Помимо политики оба борца за несхожие идеи занимались видами деятельности, которые довольно часто встречаются порознь и довольно редко – вместе. Речь идет о работе со словом и с изображением. Начнем с первого. И Черчилль, и Гитлер отличались ораторским мастерством. Оба репетировали свои выступления, оба умели потрясать и убеждать аудиторию. Но механизм воздействия их речей был различен. Фюрер делал ставку на харизму и театральность, которая распространялась не только на его выступления, но и на массовые сборища НСДАП. Эти качества Гитлера признавал и Черчилль, заявляя, что «фюрер имел театральное представление об истории»179. Сам же британский политик, не чуждый лицедейству, успеха на трибуне добивался не внешними эффектами, а внутренним содержанием, когда слова проникают не только в уши, но и в души слушателей.

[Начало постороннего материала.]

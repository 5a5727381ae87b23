//! Static time-current data: fuse breakpoints and thermal-trip multipliers.
//!
//! Fuse points were digitized from the manufacturer's gG time-current charts
//! and must stay bit-for-bit identical; every other module treats them as
//! read-only assets.
//!
//! Each of the 22 classes has [`FUSE_POINTS`] breakpoints. The time vectors
//! are shared by rating group and differ only in their last point:
//!
//! | Classes (A) | Time vector | Last point (s) |
//! |---|---|---|
//! | 6 to 63 | `FUSE_TIMES_SMALL` | ≈1148 |
//! | 80 to 400 | `FUSE_TIMES_MEDIUM` | ≈3311 |
//! | 500 to 1250 | `FUSE_TIMES_LARGE` | ≈3981 |

/// Points per fuse characteristic.
pub const FUSE_POINTS: usize = 13;

/// Breakpoint data for one fuse rating class.
#[derive(Debug)]
pub struct FuseCharacteristic {
    /// Rating class in amperes.
    pub rating_a: u16,
    /// Melting currents (A), paired index-wise with `time_s`.
    pub current_a: [f64; FUSE_POINTS],
    /// Melting times (s), ascending.
    pub time_s: &'static [f64; FUSE_POINTS],
}

static FUSE_TIMES_SMALL: [f64; FUSE_POINTS] = [
    0.001, 0.01862087136662867, 0.04875284901033861,
    0.09999999999999998, 0.4875284901033862, 1.0,
    4.875284901033865, 10.000000000000002, 48.752849010338664,
    100.00000000000004, 487.5284901033861, 1000.0000000000007,
    1148.1536214968828,
];

static FUSE_TIMES_MEDIUM: [f64; FUSE_POINTS] = [
    0.001, 0.01862087136662867, 0.04875284901033861,
    0.09999999999999998, 0.4875284901033862, 1.0,
    4.875284901033865, 10.000000000000002, 48.752849010338664,
    100.00000000000004, 487.5284901033861, 1000.0000000000007,
    3311.3112148259115,
];

static FUSE_TIMES_LARGE: [f64; FUSE_POINTS] = [
    0.001, 0.01862087136662867, 0.04875284901033861,
    0.09999999999999998, 0.4875284901033862, 1.0,
    4.875284901033865, 10.000000000000002, 48.752849010338664,
    100.00000000000004, 487.5284901033861, 1000.0000000000007,
    3981.07170553497,
];

/// The 22 standard fuse classes, ascending by rating.
pub static FUSE_TABLE: [FuseCharacteristic; 22] = [
    FuseCharacteristic {
        rating_a: 6,
        current_a: [
            239.88329190194912, 88.71560120379613, 68.07693586937418,
            56.36376558259544, 38.72576449216175, 33.11311214825913,
            23.442288153199236, 20.55890595984142, 15.776112696993486,
            14.387985782558454, 12.302687708123818, 11.534532578210925,
            11.428783347897722,
        ],
        time_s: &FUSE_TIMES_SMALL,
    },
    FuseCharacteristic {
        rating_a: 10,
        current_a: [
            354.81338923357566, 139.31568029453047, 104.47202192208005,
            86.09937521846008, 57.94286964268813, 49.20395356814511,
            35.07518739525681, 30.76096814740709, 23.988329190194907,
            22.387211385683404, 19.952623149688804, 19.142559250210862,
            19.054607179632477,
        ],
        time_s: &FUSE_TIMES_SMALL,
    },
    FuseCharacteristic {
        rating_a: 16,
        current_a: [
            512.8613839913652, 199.52623149688802, 153.46169827992946,
            125.31411749414158, 82.03515443298187, 69.18309709189366,
            49.317380395493615, 43.05266104917107, 34.119291162192866,
            31.1171633710602, 27.227013080779138, 25.82260190634596,
            25.585858869056462,
        ],
        time_s: &FUSE_TIMES_SMALL,
    },
    FuseCharacteristic {
        rating_a: 20,
        current_a: [
            724.4359600749902, 316.22776601683825, 245.4708915685033,
            199.06733389871874, 130.0169578033291, 107.15193052376065,
            75.33555637337177, 65.01296903430907, 48.194779762512745,
            43.55118736855688, 34.994516702835746, 32.433961734934925,
            32.13660538640317,
        ],
        time_s: &FUSE_TIMES_SMALL,
    },
    FuseCharacteristic {
        rating_a: 25,
        current_a: [
            891.2509381337466, 398.1071705534976, 300.6076302628233,
            242.66100950824162, 162.55487557504838, 136.45831365889245,
            92.04495717531714, 79.79946872679767, 60.39486293763802,
            53.333489548762124, 43.85306977749857, 40.83193863326923,
            40.17908108489401,
        ],
        time_s: &FUSE_TIMES_SMALL,
    },
    FuseCharacteristic {
        rating_a: 32,
        current_a: [
            1122.0184543019636, 475.33522594280566, 358.9219346450057,
            295.8012466551549, 198.15270258050998, 165.95869074375622,
            117.21953655481305, 103.0386120441616, 77.62471166286922,
            69.18309709189366, 54.32503314924336, 51.522864458175654,
            51.522864458175654,
        ],
        time_s: &FUSE_TIMES_SMALL,
    },
    FuseCharacteristic {
        rating_a: 40,
        current_a: [
            1412.5375446227545, 630.9573444801932, 496.59232145033644,
            411.14972110452226, 271.01916318908434, 229.08676527677744,
            162.92960326397235, 142.232878712282, 105.9253725177289,
            93.54056741475524, 70.95777679633893, 65.01296903430907,
            64.12095765851618,
        ],
        time_s: &FUSE_TIMES_SMALL,
    },
    FuseCharacteristic {
        rating_a: 50,
        current_a: [
            1995.2623149688804, 851.1380382023776, 636.7955209079158,
            526.0172663907065, 345.9393778261222, 291.7427014001168,
            207.96966871036966, 181.55156627731353, 133.04544179780916,
            117.48975549395293, 88.92011178579486, 81.84647881347904,
            80.16780633876796,
        ],
        time_s: &FUSE_TIMES_SMALL,
    },
    FuseCharacteristic {
        rating_a: 63,
        current_a: [
            2630.2679918953822, 1091.4403364487573, 866.9618757582173,
            707.9457843841387, 453.94161665020357, 376.7037989839092,
            259.4179362118817, 228.034207200042, 169.82436524617444,
            151.3561248436209, 115.34532578210927, 103.2761405761397,
            101.39113857366796,
        ],
        time_s: &FUSE_TIMES_SMALL,
    },
    FuseCharacteristic {
        rating_a: 80,
        current_a: [
            3548.133892335754, 1592.2087270511718, 1282.3305826560227,
            1083.9269140212048, 711.213513653329, 586.1381645140291,
            403.64539296760523, 348.3373150360119, 247.74220576332866,
            216.2718523727022, 157.03628043335542, 141.57937799570811,
            124.16523075924107,
        ],
        time_s: &FUSE_TIMES_MEDIUM,
    },
    FuseCharacteristic {
        rating_a: 100,
        current_a: [
            4466.835921509634, 1995.2623149688804, 1603.2453906900423,
            1348.962882591654, 887.1560120379614, 734.5138681571156,
            506.9907082747048, 434.51022417157156, 311.17163371060195,
            268.5344445658508, 196.3360276836048, 177.0108958317423,
            154.8816618912482,
        ],
        time_s: &FUSE_TIMES_MEDIUM,
    },
    FuseCharacteristic {
        rating_a: 125,
        current_a: [
            5623.413251903499, 2511.886431509581, 2018.3663636815636,
            1690.4409316432666, 1106.6237839776668, 918.3325964835813,
            628.0583588133181, 542.0008904016242, 398.1071705534976,
            348.3373150360119, 258.82129151530927, 227.5097430772073,
            195.43394557753948,
        ],
        time_s: &FUSE_TIMES_MEDIUM,
    },
    FuseCharacteristic {
        rating_a: 160,
        current_a: [
            7079.457843841383, 3349.654391578277, 2685.344445658508,
            2238.7211385683418, 1482.5180851459545, 1230.2687708123824,
            833.6811846196346, 724.4359600749902, 533.3348954876211,
            467.7351412871983, 346.7368504525318, 304.78949896279846,
            247.17241450161296,
        ],
        time_s: &FUSE_TIMES_MEDIUM,
    },
    FuseCharacteristic {
        rating_a: 200,
        current_a: [
            9120.108393559109, 4466.835921509634, 3589.219346450058,
            2999.1625189876513, 1954.3394557753952, 1629.296032639724,
            1101.539309541415, 939.7233105646382, 688.6522963442766,
            601.1737374832782, 443.6086439314326, 388.15036599064837,
            322.10687912834356,
        ],
        time_s: &FUSE_TIMES_MEDIUM,
    },
    FuseCharacteristic {
        rating_a: 250,
        current_a: [
            11748.975549395318, 5623.413251903499, 4477.133041763624,
            3732.5015779572095, 2471.72414501613, 2051.162178825565,
            1374.041975012516, 1180.3206356517303, 851.1380382023776,
            749.8942093324565, 552.0774392807579, 485.28850016212147,
            402.71703432545945,
        ],
        time_s: &FUSE_TIMES_MEDIUM,
    },
    FuseCharacteristic {
        rating_a: 315,
        current_a: [
            15488.166189124853, 7079.457843841383, 5610.479760324709,
            4655.860935229593, 3097.4192992165836, 2552.701302661249,
            1725.8378919902048, 1479.1083881682086, 1078.9467222298294,
            939.7233105646382, 687.0684400142328, 608.135001278718,
            509.3308710571956,
        ],
        time_s: &FUSE_TIMES_MEDIUM,
    },
    FuseCharacteristic {
        rating_a: 400,
        current_a: [
            22908.67652767775, 10000.00000000001, 7585.775750291839,
            6194.410750767819, 3908.4089579240235, 3258.3670100200893,
            2197.859872784826, 1896.7059212111483, 1361.4446824659506,
            1199.49930314938, 868.9604292863023, 770.9034690644304,
            645.6542290346559,
        ],
        time_s: &FUSE_TIMES_MEDIUM,
    },
    FuseCharacteristic {
        rating_a: 500,
        current_a: [
            31622.77660168384, 13335.214321633259, 10162.486928706961,
            8336.811846196348, 5432.503314924331, 4456.562483975033,
            3019.9517204020176, 2606.153549998898, 1866.3796908346708,
            1621.8100973589308, 1172.1953655481307, 1030.3861204416162,
            807.2350302488384,
        ],
        time_s: &FUSE_TIMES_LARGE,
    },
    FuseCharacteristic {
        rating_a: 630,
        current_a: [
            39810.71705534974, 18836.490894898037, 14554.590805819682,
            11939.88104464275, 8128.305161641007, 6839.116472814298,
            4497.798548932884, 3810.6582339377314, 2666.858664521482,
            2290.867652767775, 1581.2480392703844, 1352.0725631942773,
            1023.2929922807547,
        ],
        time_s: &FUSE_TIMES_LARGE,
    },
    FuseCharacteristic {
        rating_a: 800,
        current_a: [
            56234.13251903495, 24490.632418447498, 18879.913490962947,
            15488.166189124853, 10471.285480509003, 8830.799004185646,
            5970.352865838369, 5035.006087879056, 3443.4993076333894,
            2904.0226544644534, 1972.4227361148548, 1682.674061070469,
            1288.2495516931347,
        ],
        time_s: &FUSE_TIMES_LARGE,
    },
    FuseCharacteristic {
        rating_a: 1000,
        current_a: [
            70794.57843841378, 30760.96814740714, 23659.196974857587,
            19408.85877592782, 13182.56738556409, 11040.78619902074,
            7328.245331389056, 6208.690342300644, 4315.1907682776555,
            3689.775985701507, 2477.422057633287, 2074.9135174549115,
            1621.8100973589308,
        ],
        time_s: &FUSE_TIMES_LARGE,
    },
    FuseCharacteristic {
        rating_a: 1250,
        current_a: [
            100000.0000000002, 43151.90768277653, 33189.44575526104,
            27227.013080779132, 18323.144223712126, 15417.004529495585,
            10000.00000000001, 8413.95141645195, 5584.701947368314,
            4677.351412871984, 3083.1879502493534, 2612.1613543992084,
            2041.7379446695318,
        ],
        time_s: &FUSE_TIMES_LARGE,
    },
];
/// Trip times (s) of the thermal-magnetic type C envelope, longest first.
pub static THERMAL_C_TIMES_S: [f64; 12] = [
    10e6, 14400.0, 600.0, 40.0, 8.0, 2.0, 0.8, 0.05, 0.03, 0.02, 0.012, 0.003,
];

/// Current multiples of `I_t` paired index-wise with [`THERMAL_C_TIMES_S`].
pub static THERMAL_C_MULTIPLIERS: [f64; 12] = [
    1.13, 1.13, 1.25, 1.5, 2.0, 3.0, 5.0, 5.0, 5.3, 6.4, 90.0, 100000.0,
];

/// Returns the characteristic of an exact rating class, if tabulated.
pub fn fuse_characteristic(rating_a: f64) -> Option<&'static FuseCharacteristic> {
    FUSE_TABLE
        .iter()
        .find(|c| f64::from(c.rating_a) == rating_a)
}

/// Standard rating classes in ascending order.
pub fn fuse_ratings() -> impl Iterator<Item = u16> {
    FUSE_TABLE.iter().map(|c| c.rating_a)
}

#[cfg(test)]
mod tests {
    use super::*;

    #[test]
    fn table_is_sorted_by_rating() {
        let ratings: Vec<u16> = fuse_ratings().collect();
        assert_eq!(ratings.len(), 22);
        assert!(ratings.windows(2).all(|w| w[0] < w[1]));
        assert_eq!(ratings.first(), Some(&6));
        assert_eq!(ratings.last(), Some(&1250));
    }

    #[test]
    fn time_vectors_follow_rating_groups() {
        for c in &FUSE_TABLE {
            let last = c.time_s[FUSE_POINTS - 1];
            let expected = match c.rating_a {
                6..=63 => 1148.1536214968828,
                80..=400 => 3311.3112148259115,
                500..=1250 => 3981.07170553497,
                other => panic!("unexpected class {other}"),
            };
            assert_eq!(last, expected, "rating {}", c.rating_a);
        }
    }

    #[test]
    fn lookup_requires_exact_class() {
        assert!(fuse_characteristic(80.0).is_some());
        assert!(fuse_characteristic(81.0).is_none());
        assert!(fuse_characteristic(79.999).is_none());
    }

    #[test]
    fn spot_check_digitized_values() {
        let c = fuse_characteristic(1250.0).map(|c| c.current_a[0]);
        assert_eq!(c, Some(100000.0000000002));
        let c = fuse_characteristic(32.0).map(|c| c.current_a[12]);
        assert_eq!(c, Some(51.522864458175654));
    }

    #[test]
    fn thermal_c_envelope_shape() {
        assert_eq!(THERMAL_C_TIMES_S.len(), THERMAL_C_MULTIPLIERS.len());
        assert!(THERMAL_C_TIMES_S.windows(2).all(|w| w[0] > w[1]));
        assert!(THERMAL_C_MULTIPLIERS.windows(2).all(|w| w[0] <= w[1]));
        assert_eq!(THERMAL_C_TIMES_S[0], 1e7);
    }
}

На письменном поприще оба политика превратили свои достижения в существенную часть своего дохода. Хотя и здесь их достижения отличались как по форме, так и по содержанию. В то время как число произведений Черчилля мерилось десятками, Гитлер написал всего одну книгу, которая превзошла по своему тиражу (более шести миллионов) все совокупные издания Черчилля. Правда, ни суда истории, ни испытания временем это произведение не выдержало. Оно до сих пор на слуху, но число прочитавших его не идет ни в какое сравнение с теми, кто познакомился с трудами Черчилля, не говоря уже о тех, кто получил удовольствие после прочтения этого сумбурного фолианта.